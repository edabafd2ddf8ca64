//! Outbound engine events.
//!
//! The [`ThermalEngine`](super::service::ThermalEngine) emits these through
//! the [`EventSink`](super::ports::EventSink) port.  Adapters on the other
//! side decide what to do with them: log to serial, refresh a display,
//! serve them on a status endpoint.

use serde::Serialize;

use crate::drivers::vent::VentState;
use crate::error::CommandError;
use crate::fsm::StateId;

#[derive(Debug, Clone, PartialEq)]
pub enum AppEvent {
    /// The engine has started (carries initial state).
    Started(StateId),

    /// The FSM transitioned between states.
    StateChanged { from: StateId, to: StateId },

    /// Mode selection changed; `None` is idle.
    ModeChanged {
        mode: Option<&'static str>,
        target_c: Option<f32>,
    },

    /// A vent transition started or settled.
    VentChanged(VentState),

    /// Boot calibration finished; external commands are now accepted.
    CalibrationComplete,

    FaultAsserted { differential_c: f32 },
    FaultCleared { differential_c: f32 },

    /// A cooldown sampling window closed.
    CooldownProgress {
        duty: u8,
        rate_c_per_min: f32,
        progress: f32,
        remaining_secs: i32,
    },

    CooldownFinished,

    /// Periodic point-in-time snapshot.
    Status(StatusSnapshot),

    /// A queued command could not be applied.
    CommandRejected(CommandError),
}

/// Point-in-time snapshot for displays and the status endpoint.
///
/// Unknown readings serialize as `null`.  `cooldown_eta_secs` is `-1`
/// while not computable.
#[derive(Debug, Clone, PartialEq, Serialize)]
pub struct StatusSnapshot {
    pub engine_state: &'static str,
    pub chamber_c: Option<f32>,
    pub intake_c: Option<f32>,
    pub ambient_c: Option<f32>,
    pub humidity_pct: Option<f32>,
    pub fan_duty_percent: u8,
    pub fan_rpm: Option<u32>,
    pub vent_state: &'static str,
    pub mode: &'static str,
    pub active_target_c: Option<f32>,
    pub fault_active: bool,
    pub cooldown_progress: Option<f32>,
    pub cooldown_eta_secs: Option<i32>,
}

impl StatusSnapshot {
    /// Render as a flat JSON object.
    pub fn to_json(&self) -> Result<String, serde_json::Error> {
        serde_json::to_string(self)
    }
}
//! Application core: pure domain logic, zero I/O.
//!
//! The engine orchestrates fault supervision, the mode state machine and
//! the two controllers.  All interaction with hardware and storage goes
//! through the **port traits** in [`ports`], so this layer is fully
//! testable without real peripherals.

pub mod commands;
pub mod events;
pub mod ports;
pub mod service;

### TASK TO CARRY OUT
Each line above from the one with "pub mode: &'static" up to and including the one with "pub mod commands;" must be set down exactly, and no line outside that span may appear.

### EXERCISE ANSWER
    pub mode: &'static str,
    pub active_target_c: Option<f32>,
    pub fault_active: bool,
    pub cooldown_progress: Option<f32>,
    pub cooldown_eta_secs: Option<i32>,
}

impl StatusSnapshot {
    /// Render as a flat JSON object.
    pub fn to_json(&self) -> Result<String, serde_json::Error> {
        serde_json::to_string(self)
    }
}
//! Application core: pure domain logic, zero I/O.
//!
//! The engine orchestrates fault supervision, the mode state machine and
//! the two controllers.  All interaction with hardware and storage goes
//! through the **port traits** in [`ports`], so this layer is fully
//! testable without real peripherals.

pub mod commands;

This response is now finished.